- Data extracts:
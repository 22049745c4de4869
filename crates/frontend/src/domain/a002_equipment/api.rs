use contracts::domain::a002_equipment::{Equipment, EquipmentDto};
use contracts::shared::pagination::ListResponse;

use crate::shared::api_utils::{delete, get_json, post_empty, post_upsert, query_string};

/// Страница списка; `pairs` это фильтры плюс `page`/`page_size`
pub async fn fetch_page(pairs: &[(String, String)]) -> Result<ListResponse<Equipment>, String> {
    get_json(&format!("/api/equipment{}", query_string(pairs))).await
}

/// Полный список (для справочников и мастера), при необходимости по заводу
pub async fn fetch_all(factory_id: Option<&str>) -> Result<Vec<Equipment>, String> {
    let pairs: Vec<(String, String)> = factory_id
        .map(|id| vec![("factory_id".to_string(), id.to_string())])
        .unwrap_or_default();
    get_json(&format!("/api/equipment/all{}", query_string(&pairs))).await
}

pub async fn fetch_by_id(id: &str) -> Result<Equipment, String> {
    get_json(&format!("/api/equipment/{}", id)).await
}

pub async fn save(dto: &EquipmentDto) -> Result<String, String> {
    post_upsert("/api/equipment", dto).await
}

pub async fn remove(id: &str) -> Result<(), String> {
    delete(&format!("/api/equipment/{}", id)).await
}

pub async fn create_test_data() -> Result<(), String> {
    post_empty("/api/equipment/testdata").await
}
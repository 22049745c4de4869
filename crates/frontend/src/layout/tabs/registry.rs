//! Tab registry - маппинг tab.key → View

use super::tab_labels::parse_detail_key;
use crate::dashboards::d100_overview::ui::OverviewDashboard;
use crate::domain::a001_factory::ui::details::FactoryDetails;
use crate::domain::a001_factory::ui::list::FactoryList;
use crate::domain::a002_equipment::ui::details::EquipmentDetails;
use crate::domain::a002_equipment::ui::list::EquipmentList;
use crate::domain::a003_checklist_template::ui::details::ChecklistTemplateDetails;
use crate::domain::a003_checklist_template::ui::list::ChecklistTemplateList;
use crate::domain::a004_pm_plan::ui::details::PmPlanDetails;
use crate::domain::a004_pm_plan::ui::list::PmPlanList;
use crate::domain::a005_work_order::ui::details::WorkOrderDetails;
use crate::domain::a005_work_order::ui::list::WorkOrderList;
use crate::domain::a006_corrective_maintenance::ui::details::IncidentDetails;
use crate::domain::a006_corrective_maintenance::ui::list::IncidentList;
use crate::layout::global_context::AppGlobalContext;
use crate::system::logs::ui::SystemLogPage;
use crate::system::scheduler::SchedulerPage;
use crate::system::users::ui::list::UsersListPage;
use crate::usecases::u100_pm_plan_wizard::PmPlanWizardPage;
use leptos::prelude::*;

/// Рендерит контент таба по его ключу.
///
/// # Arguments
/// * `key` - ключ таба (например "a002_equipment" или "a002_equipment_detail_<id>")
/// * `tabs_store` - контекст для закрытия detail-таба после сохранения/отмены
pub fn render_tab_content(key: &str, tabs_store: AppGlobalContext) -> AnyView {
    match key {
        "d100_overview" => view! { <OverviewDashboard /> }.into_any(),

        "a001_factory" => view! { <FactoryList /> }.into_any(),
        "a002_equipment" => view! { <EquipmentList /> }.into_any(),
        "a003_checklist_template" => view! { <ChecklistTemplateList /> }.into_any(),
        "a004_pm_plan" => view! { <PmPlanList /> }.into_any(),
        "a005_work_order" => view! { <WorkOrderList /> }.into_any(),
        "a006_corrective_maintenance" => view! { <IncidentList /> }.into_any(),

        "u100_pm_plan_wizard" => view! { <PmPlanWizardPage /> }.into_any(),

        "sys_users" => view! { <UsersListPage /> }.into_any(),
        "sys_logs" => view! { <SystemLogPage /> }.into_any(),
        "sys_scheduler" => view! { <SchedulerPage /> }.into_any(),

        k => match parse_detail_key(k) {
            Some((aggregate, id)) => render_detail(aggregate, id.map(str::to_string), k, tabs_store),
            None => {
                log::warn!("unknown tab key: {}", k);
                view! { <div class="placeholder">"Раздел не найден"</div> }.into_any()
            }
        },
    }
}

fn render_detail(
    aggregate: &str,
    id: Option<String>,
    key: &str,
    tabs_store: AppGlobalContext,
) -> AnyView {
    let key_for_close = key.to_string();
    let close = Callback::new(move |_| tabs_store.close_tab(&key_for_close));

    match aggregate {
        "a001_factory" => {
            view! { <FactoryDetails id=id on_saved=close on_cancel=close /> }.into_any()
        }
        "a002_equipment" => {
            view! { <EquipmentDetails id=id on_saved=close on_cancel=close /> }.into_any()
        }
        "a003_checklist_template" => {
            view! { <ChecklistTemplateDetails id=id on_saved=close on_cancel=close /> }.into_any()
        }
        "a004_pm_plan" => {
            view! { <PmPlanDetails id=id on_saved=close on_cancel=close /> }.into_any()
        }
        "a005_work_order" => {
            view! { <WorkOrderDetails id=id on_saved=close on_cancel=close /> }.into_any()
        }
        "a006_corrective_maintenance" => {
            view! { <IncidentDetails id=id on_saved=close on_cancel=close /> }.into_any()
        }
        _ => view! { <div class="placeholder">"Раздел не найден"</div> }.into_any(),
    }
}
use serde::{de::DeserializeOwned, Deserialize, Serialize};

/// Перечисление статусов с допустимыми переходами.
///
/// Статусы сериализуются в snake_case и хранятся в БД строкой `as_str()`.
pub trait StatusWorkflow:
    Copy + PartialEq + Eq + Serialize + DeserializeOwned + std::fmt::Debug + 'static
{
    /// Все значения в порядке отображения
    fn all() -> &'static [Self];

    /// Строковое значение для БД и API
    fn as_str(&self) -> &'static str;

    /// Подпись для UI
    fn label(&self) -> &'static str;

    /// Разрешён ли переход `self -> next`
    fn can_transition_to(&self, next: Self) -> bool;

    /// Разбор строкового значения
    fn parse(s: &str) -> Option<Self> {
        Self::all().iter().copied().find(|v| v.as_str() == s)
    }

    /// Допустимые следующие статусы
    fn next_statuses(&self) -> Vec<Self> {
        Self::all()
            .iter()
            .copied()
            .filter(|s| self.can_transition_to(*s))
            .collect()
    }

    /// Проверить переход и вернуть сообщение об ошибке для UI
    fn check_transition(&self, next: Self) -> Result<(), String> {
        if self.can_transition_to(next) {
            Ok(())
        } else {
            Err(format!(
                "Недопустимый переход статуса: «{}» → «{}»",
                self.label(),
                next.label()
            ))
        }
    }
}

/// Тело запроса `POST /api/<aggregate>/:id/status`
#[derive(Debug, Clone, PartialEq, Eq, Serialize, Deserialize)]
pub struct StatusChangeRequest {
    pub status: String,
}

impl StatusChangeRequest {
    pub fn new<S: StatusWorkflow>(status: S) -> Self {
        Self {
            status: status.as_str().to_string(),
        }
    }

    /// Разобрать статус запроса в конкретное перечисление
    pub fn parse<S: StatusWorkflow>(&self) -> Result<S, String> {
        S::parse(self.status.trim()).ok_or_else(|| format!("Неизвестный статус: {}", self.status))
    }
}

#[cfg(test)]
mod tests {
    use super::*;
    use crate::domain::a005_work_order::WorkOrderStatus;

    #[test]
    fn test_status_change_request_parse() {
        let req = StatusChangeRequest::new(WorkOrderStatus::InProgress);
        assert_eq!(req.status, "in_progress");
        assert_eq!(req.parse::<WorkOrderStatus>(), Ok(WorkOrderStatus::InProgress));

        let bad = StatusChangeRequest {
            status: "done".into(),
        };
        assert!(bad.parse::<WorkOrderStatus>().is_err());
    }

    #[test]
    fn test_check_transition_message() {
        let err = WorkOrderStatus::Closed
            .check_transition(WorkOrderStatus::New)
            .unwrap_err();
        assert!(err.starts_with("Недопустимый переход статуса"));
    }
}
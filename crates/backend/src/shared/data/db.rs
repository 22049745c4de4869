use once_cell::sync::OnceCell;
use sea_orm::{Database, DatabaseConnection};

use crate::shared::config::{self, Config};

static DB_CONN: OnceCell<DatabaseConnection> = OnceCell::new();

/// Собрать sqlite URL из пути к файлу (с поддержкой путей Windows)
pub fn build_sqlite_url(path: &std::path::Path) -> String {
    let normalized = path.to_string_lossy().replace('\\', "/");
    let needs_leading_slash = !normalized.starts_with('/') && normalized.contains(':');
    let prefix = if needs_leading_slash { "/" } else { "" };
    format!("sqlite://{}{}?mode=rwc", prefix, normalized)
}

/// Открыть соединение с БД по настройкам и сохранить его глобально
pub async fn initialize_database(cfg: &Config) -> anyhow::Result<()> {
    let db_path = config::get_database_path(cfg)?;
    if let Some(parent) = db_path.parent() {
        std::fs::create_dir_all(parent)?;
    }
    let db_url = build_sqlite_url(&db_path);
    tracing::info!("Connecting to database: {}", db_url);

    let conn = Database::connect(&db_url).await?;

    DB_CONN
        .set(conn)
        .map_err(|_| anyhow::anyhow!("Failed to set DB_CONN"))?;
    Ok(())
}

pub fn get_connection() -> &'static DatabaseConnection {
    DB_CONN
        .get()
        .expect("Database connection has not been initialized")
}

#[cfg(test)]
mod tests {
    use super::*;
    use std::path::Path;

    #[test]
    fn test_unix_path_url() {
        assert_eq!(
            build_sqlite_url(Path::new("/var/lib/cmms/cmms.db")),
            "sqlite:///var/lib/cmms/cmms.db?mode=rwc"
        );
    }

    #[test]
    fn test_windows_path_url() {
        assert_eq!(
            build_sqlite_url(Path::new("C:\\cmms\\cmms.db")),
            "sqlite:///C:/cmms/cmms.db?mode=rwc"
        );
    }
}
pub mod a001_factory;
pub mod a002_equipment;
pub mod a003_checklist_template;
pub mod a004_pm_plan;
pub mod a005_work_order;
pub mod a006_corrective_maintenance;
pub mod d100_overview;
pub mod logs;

- Problem: Count the lines in the records that include the word "filename". Report the total alone.

- Task result: 3